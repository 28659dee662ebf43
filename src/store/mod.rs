//! In-memory relational store of collection entities.
//!
//! There is no locking primitive: the scheduling model is single-threaded
//! cooperative (see the crate's concurrency notes), so every operation here
//! is a plain synchronous method on `&mut Store`.

pub mod entities;
pub mod snapshot;

use crate::clock::{IdGenerator, now_millis, now_secs};
use crate::{Error, Result};
use entities::{
    Card, CardId, Collection, Deck, DeckConfig, DeckConfigId, DeckId, GlobalConfig, Grave,
    GraveKind, MediaEntry, MediaId, Model, ModelId, Note, NoteId, ReviewLog,
};
use indexmap::IndexMap;
use log::warn;

/// Owns every entity map plus the append-only revlog and grave vectors.
pub struct Store {
    pub collection: Collection,
    pub global_config: GlobalConfig,
    pub decks: IndexMap<DeckId, Deck>,
    pub deck_configs: IndexMap<DeckConfigId, DeckConfig>,
    pub models: IndexMap<ModelId, Model>,
    pub notes: IndexMap<NoteId, Note>,
    pub cards: IndexMap<CardId, Card>,
    pub media: IndexMap<MediaId, MediaEntry>,
    pub revlog: Vec<ReviewLog>,
    pub graves: Vec<Grave>,
    pub usn: i64,
    ids: IdGenerator,
}

impl Default for Store {
    fn default() -> Self {
        Self::new()
    }
}
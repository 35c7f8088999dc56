use serde::de::DeserializeOwned;
use serde::Serialize;
use serde_json::{Map, Value};

/// Result of a successful invocation.
///
/// Maps rule name to the value that rule produced. Rules that returned the
/// empty sentinel have no entry at all. Iteration follows rule declaration
/// order, but callers should look results up by name.
#[derive(Debug, Clone, Default, PartialEq, Serialize)]
#[serde(transparent)]
pub struct Verdict {
    results: Map<String, Value>,
}

impl Verdict {
    /// Create an empty verdict.
    pub fn new() -> Self {
        Verdict::default()
    }

    /// Record a rule's value, replacing any earlier entry under the same name.
    pub(crate) fn insert(&mut self, rule: &str, value: Value) {
        self.results.insert(rule.to_string(), value);
    }

    /// Value produced by `rule`, if it produced one.
    pub fn get(&self, rule: &str) -> Option<&Value> {
        self.results.get(rule)
    }

    /// Deserialize the value produced by `rule` into `T`.
    ///
    /// Returns `None` when the rule produced nothing or its value does not
    /// have the shape of `T`.
    pub fn get_as<T: DeserializeOwned>(&self, rule: &str) -> Option<T> {
        self.results
            .get(rule)
            .and_then(|v| serde_json::from_value(v.clone()).ok())
    }

    pub fn contains(&self, rule: &str) -> bool {
        self.results.contains_key(rule)
    }

    pub fn len(&self) -> usize {
        self.results.len()
    }

    pub fn is_empty(&self) -> bool {
        self.results.is_empty()
    }

    pub fn keys(&self) -> impl Iterator<Item = &str> {
        self.results.keys().map(String::as_str)
    }

    pub fn iter(&self) -> impl Iterator<Item = (&str, &Value)> {
        self.results.iter().map(|(k, v)| (k.as_str(), v))
    }

    /// Consume into the underlying JSON object.
    pub fn into_map(self) -> Map<String, Value> {
        self.results
    }
}

impl From<Verdict> for Value {
    fn from(verdict: Verdict) -> Self {
        Value::Object(verdict.results)
    }
}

[Work to be completed]
Transcribe all of the material exactly as it was written.

[Solution below]
repository 28659dee662ebf43
filename src/store/mod.rs
//! In-memory relational store of collection entities.
//!
//! There is no locking primitive: the scheduling model is single-threaded
//! cooperative (see the crate's concurrency notes), so every operation here
//! is a plain synchronous method on `&mut Store`.

pub mod entities;
pub mod snapshot;

use crate::clock::{IdGenerator, now_millis, now_secs};
use crate::{Error, Result};
use entities::{
    Card, CardId, Collection, Deck, DeckConfig, DeckConfigId, DeckId, GlobalConfig, Grave,
    GraveKind, MediaEntry, MediaId, Model, ModelId, Note, NoteId, ReviewLog,
};
use indexmap::IndexMap;
use log::warn;

/// Owns every entity map plus the append-only revlog and grave vectors.
pub struct Store {
    pub collection: Collection,
    pub global_config: GlobalConfig,
    pub decks: IndexMap<DeckId, Deck>,
    pub deck_configs: IndexMap<DeckConfigId, DeckConfig>,
    pub models: IndexMap<ModelId, Model>,
    pub notes: IndexMap<NoteId, Note>,
    pub cards: IndexMap<CardId, Card>,
    pub media: IndexMap<MediaId, MediaEntry>,
    pub revlog: Vec<ReviewLog>,
    pub graves: Vec<Grave>,
    pub usn: i64,
    ids: IdGenerator,
}

impl Default for Store {
    fn default() -> Self {
        Self::new()
    }
}
repository 35c7f8088999dc56
use serde::de::DeserializeOwned;
use serde::Serialize;
use serde_json::{Map, Value};

/// Result of a successful invocation.
///
/// Maps rule name to the value that rule produced. Rules that returned the
/// empty sentinel have no entry at all. Iteration follows rule declaration
/// order, but callers should look results up by name.
#[derive(Debug, Clone, Default, PartialEq, Serialize)]
#[serde(transparent)]
pub struct Verdict {
    results: Map<String, Value>,
}

impl Verdict {
    /// Create an empty verdict.
    pub fn new() -> Self {
        Verdict::default()
    }

    /// Record a rule's value, replacing any earlier entry under the same name.
    pub(crate) fn insert(&mut self, rule: &str, value: Value) {
        self.results.insert(rule.to_string(), value);
    }

    /// Value produced by `rule`, if it produced one.
    pub fn get(&self, rule: &str) -> Option<&Value> {
        self.results.get(rule)
    }

    /// Deserialize the value produced by `rule` into `T`.
    ///
    /// Returns `None` when the rule produced nothing or its value does not
    /// have the shape of `T`.
    pub fn get_as<T: DeserializeOwned>(&self, rule: &str) -> Option<T> {
        self.results
            .get(rule)
            .and_then(|v| serde_json::from_value(v.clone()).ok())
    }

    pub fn contains(&self, rule: &str) -> bool {
        self.results.contains_key(rule)
    }

    pub fn len(&self) -> usize {
        self.results.len()
    }

    pub fn is_empty(&self) -> bool {
        self.results.is_empty()
    }

    pub fn keys(&self) -> impl Iterator<Item = &str> {
        self.results.keys().map(String::as_str)
    }

    pub fn iter(&self) -> impl Iterator<Item = (&str, &Value)> {
        self.results.iter().map(|(k, v)| (k.as_str(), v))
    }

    /// Consume into the underlying JSON object.
    pub fn into_map(self) -> Map<String, Value> {
        self.results
    }
}

impl From<Verdict> for Value {
    fn from(verdict: Verdict) -> Self {
        Value::Object(verdict.results)
    }
}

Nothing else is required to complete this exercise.